Below are records to be repeated in full. Give them exactly.
Dataset excerpts Start Marker
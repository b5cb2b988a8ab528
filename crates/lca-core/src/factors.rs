//! Benchmark ranges and emission factors.
//!
//! [`FactorTables`] is read-only data handed to the estimator and the
//! aggregator at construction. `Default` carries the built-in values; the whole
//! structure deserializes from configuration so alternate tables can be swapped
//! in (tests, regional grids).
//!
//! Units: benchmark ranges are per ton of product, transport factors are
//! kg CO₂ per ton-kilometre, energy intensities are kWh per kg of material and
//! the grid factor is kg CO₂ per kWh.

use schemars::JsonSchema;
use serde::{Deserialize, Serialize};

use crate::enums::{MetalType, TransportMode};
use crate::errors::CoreError;

/// Inclusive `[min, max]` envelope of a measurement.
#[derive(Debug, Clone, Copy, PartialEq, Serialize, Deserialize, JsonSchema)]
pub struct BenchmarkRange {
    pub min: f64,
    pub max: f64,
}

impl BenchmarkRange {
    #[must_use]
    pub const fn new(min: f64, max: f64) -> Self {
        Self { min, max }
    }

    /// Linear position inside the range: `0.0` is `min`, `1.0` is `max`.
    #[must_use]
    pub fn percentile(&self, fraction: f64) -> f64 {
        (self.max - self.min).mul_add(fraction, self.min)
    }

    fn validate(&self, field: &str) -> Result<(), CoreError> {
        if !self.min.is_finite() || !self.max.is_finite() || self.min < 0.0 {
            return Err(CoreError::Validation(format!(
                "{field}: range bounds must be finite and non-negative"
            )));
        }
        if self.min > self.max {
            return Err(CoreError::Validation(format!(
                "{field}: min {} exceeds max {}",
                self.min, self.max
            )));
        }
        Ok(())
    }
}

/// Benchmark envelopes for one metal.
#[derive(Debug, Clone, Copy, PartialEq, Serialize, Deserialize, JsonSchema)]
pub struct MetalBenchmark {
    /// kWh per ton.
    pub energy_consumption: BenchmarkRange,
    /// m³ per ton.
    pub water_usage: BenchmarkRange,
    /// Tons of waste per ton.
    pub waste_generation: BenchmarkRange,
}

impl MetalBenchmark {
    fn validate(&self, metal: &str) -> Result<(), CoreError> {
        self.energy_consumption
            .validate(&format!("benchmarks.{metal}.energy_consumption"))?;
        self.water_usage
            .validate(&format!("benchmarks.{metal}.water_usage"))?;
        self.waste_generation
            .validate(&format!("benchmarks.{metal}.waste_generation"))
    }
}

/// Benchmarks for exactly the supported metals.
#[derive(Debug, Clone, PartialEq, Serialize, Deserialize, JsonSchema)]
#[serde(default)]
pub struct BenchmarkTable {
    pub aluminium: MetalBenchmark,
    pub copper: MetalBenchmark,
    pub steel: MetalBenchmark,
}

impl BenchmarkTable {
    #[must_use]
    pub const fn get(&self, metal: MetalType) -> &MetalBenchmark {
        match metal {
            MetalType::Aluminium => &self.aluminium,
            MetalType::Copper => &self.copper,
            MetalType::Steel => &self.steel,
        }
    }
}

impl Default for BenchmarkTable {
    fn default() -> Self {
        Self {
            aluminium: MetalBenchmark {
                energy_consumption: BenchmarkRange::new(15_000.0, 18_000.0),
                water_usage: BenchmarkRange::new(25.0, 40.0),
                waste_generation: BenchmarkRange::new(1.5, 3.0),
            },
            copper: MetalBenchmark {
                energy_consumption: BenchmarkRange::new(3_000.0, 4_500.0),
                water_usage: BenchmarkRange::new(80.0, 130.0),
                waste_generation: BenchmarkRange::new(2.0, 3.5),
            },
            steel: MetalBenchmark {
                energy_consumption: BenchmarkRange::new(1_800.0, 2_200.0),
                water_usage: BenchmarkRange::new(3.0, 6.0),
                waste_generation: BenchmarkRange::new(0.2, 0.4),
            },
        }
    }
}

/// kg CO₂ per ton-kilometre by freight mode.
#[derive(Debug, Clone, PartialEq, Serialize, Deserialize, JsonSchema)]
#[serde(default)]
pub struct TransportFactors {
    pub truck: f64,
    pub rail: f64,
    pub ship: f64,
}

impl TransportFactors {
    #[must_use]
    pub const fn get(&self, mode: TransportMode) -> f64 {
        match mode {
            TransportMode::Truck => self.truck,
            TransportMode::Rail => self.rail,
            TransportMode::Ship => self.ship,
        }
    }

    /// Unknown modes (`None`) use the truck factor.
    #[must_use]
    pub const fn factor_for(&self, mode: Option<TransportMode>) -> f64 {
        match mode {
            Some(mode) => self.get(mode),
            None => self.truck,
        }
    }
}

impl Default for TransportFactors {
    fn default() -> Self {
        Self {
            truck: 0.089,
            rail: 0.022,
            ship: 0.008,
        }
    }
}

/// kWh per kg of material by metal, with a fallback for unsupported metals.
#[derive(Debug, Clone, PartialEq, Serialize, Deserialize, JsonSchema)]
#[serde(default)]
pub struct EnergyIntensity {
    pub aluminium: f64,
    pub copper: f64,
    pub steel: f64,
    pub fallback: f64,
}

impl EnergyIntensity {
    #[must_use]
    pub const fn get(&self, metal: MetalType) -> f64 {
        match metal {
            MetalType::Aluminium => self.aluminium,
            MetalType::Copper => self.copper,
            MetalType::Steel => self.steel,
        }
    }

    /// Unsupported metals (`None`) silently get `fallback`.
    #[must_use]
    pub const fn for_metal(&self, metal: Option<MetalType>) -> f64 {
        match metal {
            Some(metal) => self.get(metal),
            None => self.fallback,
        }
    }
}

impl Default for EnergyIntensity {
    fn default() -> Self {
        Self {
            aluminium: 15.0,
            copper: 4.0,
            steel: 2.0,
            fallback: 2.0,
        }
    }
}

/// All static tables used by the estimator and the aggregator.
#[derive(Debug, Clone, PartialEq, Serialize, Deserialize, JsonSchema)]
#[serde(default)]
pub struct FactorTables {
    pub benchmarks: BenchmarkTable,
    pub transport: TransportFactors,
    pub energy_intensity: EnergyIntensity,
    /// kg CO₂ per kWh of grid electricity.
    pub grid_emission_factor: f64,
}

impl Default for FactorTables {
    fn default() -> Self {
        Self {
            benchmarks: BenchmarkTable::default(),
            transport: TransportFactors::default(),
            energy_intensity: EnergyIntensity::default(),
            grid_emission_factor: 0.5,
        }
    }
}

impl FactorTables {
    /// Check every range and factor.
    ///
    /// # Errors
    ///
    /// Returns `CoreError::Validation` naming the first offending entry.
    pub fn validate(&self) -> Result<(), CoreError> {
        for metal in MetalType::ALL {
            self.benchmarks.get(metal).validate(metal.as_str())?;
        }

        let factors = [
            ("transport.truck", self.transport.truck),
            ("transport.rail", self.transport.rail),
            ("transport.ship", self.transport.ship),
            ("energy_intensity.aluminium", self.energy_intensity.aluminium),
            ("energy_intensity.copper", self.energy_intensity.copper),
            ("energy_intensity.steel", self.energy_intensity.steel),
            ("energy_intensity.fallback", self.energy_intensity.fallback),
            ("grid_emission_factor", self.grid_emission_factor),
        ];
        for (name, value) in factors {
            if !value.is_finite() || value < 0.0 {
                return Err(CoreError::Validation(format!(
                    "{name}: factor must be finite and non-negative, got {value}"
                )));
            }
        }
        Ok(())
    }
}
Dataset excerpts End Marker
Task answer:
repository b5cb2b988a8ab528
filename crates/lca-core/src/factors.rs
//! Benchmark ranges and emission factors.
//!
//! [`FactorTables`] is read-only data handed to the estimator and the
//! aggregator at construction. `Default` carries the built-in values; the whole
//! structure deserializes from configuration so alternate tables can be swapped
//! in (tests, regional grids).
//!
//! Units: benchmark ranges are per ton of product, transport factors are
//! kg CO₂ per ton-kilometre, energy intensities are kWh per kg of material and
//! the grid factor is kg CO₂ per kWh.

use schemars::JsonSchema;
use serde::{Deserialize, Serialize};

use crate::enums::{MetalType, TransportMode};
use crate::errors::CoreError;

/// Inclusive `[min, max]` envelope of a measurement.
#[derive(Debug, Clone, Copy, PartialEq, Serialize, Deserialize, JsonSchema)]
pub struct BenchmarkRange {
    pub min: f64,
    pub max: f64,
}

impl BenchmarkRange {
    #[must_use]
    pub const fn new(min: f64, max: f64) -> Self {
        Self { min, max }
    }

    /// Linear position inside the range: `0.0` is `min`, `1.0` is `max`.
    #[must_use]
    pub fn percentile(&self, fraction: f64) -> f64 {
        (self.max - self.min).mul_add(fraction, self.min)
    }

    fn validate(&self, field: &str) -> Result<(), CoreError> {
        if !self.min.is_finite() || !self.max.is_finite() || self.min < 0.0 {
            return Err(CoreError::Validation(format!(
                "{field}: range bounds must be finite and non-negative"
            )));
        }
        if self.min > self.max {
            return Err(CoreError::Validation(format!(
                "{field}: min {} exceeds max {}",
                self.min, self.max
            )));
        }
        Ok(())
    }
}

/// Benchmark envelopes for one metal.
#[derive(Debug, Clone, Copy, PartialEq, Serialize, Deserialize, JsonSchema)]
pub struct MetalBenchmark {
    /// kWh per ton.
    pub energy_consumption: BenchmarkRange,
    /// m³ per ton.
    pub water_usage: BenchmarkRange,
    /// Tons of waste per ton.
    pub waste_generation: BenchmarkRange,
}

impl MetalBenchmark {
    fn validate(&self, metal: &str) -> Result<(), CoreError> {
        self.energy_consumption
            .validate(&format!("benchmarks.{metal}.energy_consumption"))?;
        self.water_usage
            .validate(&format!("benchmarks.{metal}.water_usage"))?;
        self.waste_generation
            .validate(&format!("benchmarks.{metal}.waste_generation"))
    }
}

/// Benchmarks for exactly the supported metals.
#[derive(Debug, Clone, PartialEq, Serialize, Deserialize, JsonSchema)]
#[serde(default)]
pub struct BenchmarkTable {
    pub aluminium: MetalBenchmark,
    pub copper: MetalBenchmark,
    pub steel: MetalBenchmark,
}

impl BenchmarkTable {
    #[must_use]
    pub const fn get(&self, metal: MetalType) -> &MetalBenchmark {
        match metal {
            MetalType::Aluminium => &self.aluminium,
            MetalType::Copper => &self.copper,
            MetalType::Steel => &self.steel,
        }
    }
}

impl Default for BenchmarkTable {
    fn default() -> Self {
        Self {
            aluminium: MetalBenchmark {
                energy_consumption: BenchmarkRange::new(15_000.0, 18_000.0),
                water_usage: BenchmarkRange::new(25.0, 40.0),
                waste_generation: BenchmarkRange::new(1.5, 3.0),
            },
            copper: MetalBenchmark {
                energy_consumption: BenchmarkRange::new(3_000.0, 4_500.0),
                water_usage: BenchmarkRange::new(80.0, 130.0),
                waste_generation: BenchmarkRange::new(2.0, 3.5),
            },
            steel: MetalBenchmark {
                energy_consumption: BenchmarkRange::new(1_800.0, 2_200.0),
                water_usage: BenchmarkRange::new(3.0, 6.0),
                waste_generation: BenchmarkRange::new(0.2, 0.4),
            },
        }
    }
}

/// kg CO₂ per ton-kilometre by freight mode.
#[derive(Debug, Clone, PartialEq, Serialize, Deserialize, JsonSchema)]
#[serde(default)]
pub struct TransportFactors {
    pub truck: f64,
    pub rail: f64,
    pub ship: f64,
}

impl TransportFactors {
    #[must_use]
    pub const fn get(&self, mode: TransportMode) -> f64 {
        match mode {
            TransportMode::Truck => self.truck,
            TransportMode::Rail => self.rail,
            TransportMode::Ship => self.ship,
        }
    }

    /// Unknown modes (`None`) use the truck factor.
    #[must_use]
    pub const fn factor_for(&self, mode: Option<TransportMode>) -> f64 {
        match mode {
            Some(mode) => self.get(mode),
            None => self.truck,
        }
    }
}

impl Default for TransportFactors {
    fn default() -> Self {
        Self {
            truck: 0.089,
            rail: 0.022,
            ship: 0.008,
        }
    }
}

/// kWh per kg of material by metal, with a fallback for unsupported metals.
#[derive(Debug, Clone, PartialEq, Serialize, Deserialize, JsonSchema)]
#[serde(default)]
pub struct EnergyIntensity {
    pub aluminium: f64,
    pub copper: f64,
    pub steel: f64,
    pub fallback: f64,
}

impl EnergyIntensity {
    #[must_use]
    pub const fn get(&self, metal: MetalType) -> f64 {
        match metal {
            MetalType::Aluminium => self.aluminium,
            MetalType::Copper => self.copper,
            MetalType::Steel => self.steel,
        }
    }

    /// Unsupported metals (`None`) silently get `fallback`.
    #[must_use]
    pub const fn for_metal(&self, metal: Option<MetalType>) -> f64 {
        match metal {
            Some(metal) => self.get(metal),
            None => self.fallback,
        }
    }
}

impl Default for EnergyIntensity {
    fn default() -> Self {
        Self {
            aluminium: 15.0,
            copper: 4.0,
            steel: 2.0,
            fallback: 2.0,
        }
    }
}

/// All static tables used by the estimator and the aggregator.
#[derive(Debug, Clone, PartialEq, Serialize, Deserialize, JsonSchema)]
#[serde(default)]
pub struct FactorTables {
    pub benchmarks: BenchmarkTable,
    pub transport: TransportFactors,
    pub energy_intensity: EnergyIntensity,
    /// kg CO₂ per kWh of grid electricity.
    pub grid_emission_factor: f64,
}

impl Default for FactorTables {
    fn default() -> Self {
        Self {
            benchmarks: BenchmarkTable::default(),
            transport: TransportFactors::default(),
            energy_intensity: EnergyIntensity::default(),
            grid_emission_factor: 0.5,
        }
    }
}

impl FactorTables {
    /// Check every range and factor.
    ///
    /// # Errors
    ///
    /// Returns `CoreError::Validation` naming the first offending entry.
    pub fn validate(&self) -> Result<(), CoreError> {
        for metal in MetalType::ALL {
            self.benchmarks.get(metal).validate(metal.as_str())?;
        }

        let factors = [
            ("transport.truck", self.transport.truck),
            ("transport.rail", self.transport.rail),
            ("transport.ship", self.transport.ship),
            ("energy_intensity.aluminium", self.energy_intensity.aluminium),
            ("energy_intensity.copper", self.energy_intensity.copper),
            ("energy_intensity.steel", self.energy_intensity.steel),
            ("energy_intensity.fallback", self.energy_intensity.fallback),
            ("grid_emission_factor", self.grid_emission_factor),
        ];
        for (name, value) in factors {
            if !value.is_finite() || value < 0.0 {
                return Err(CoreError::Validation(format!(
                    "{name}: factor must be finite and non-negative, got {value}"
                )));
            }
        }
        Ok(())
    }
}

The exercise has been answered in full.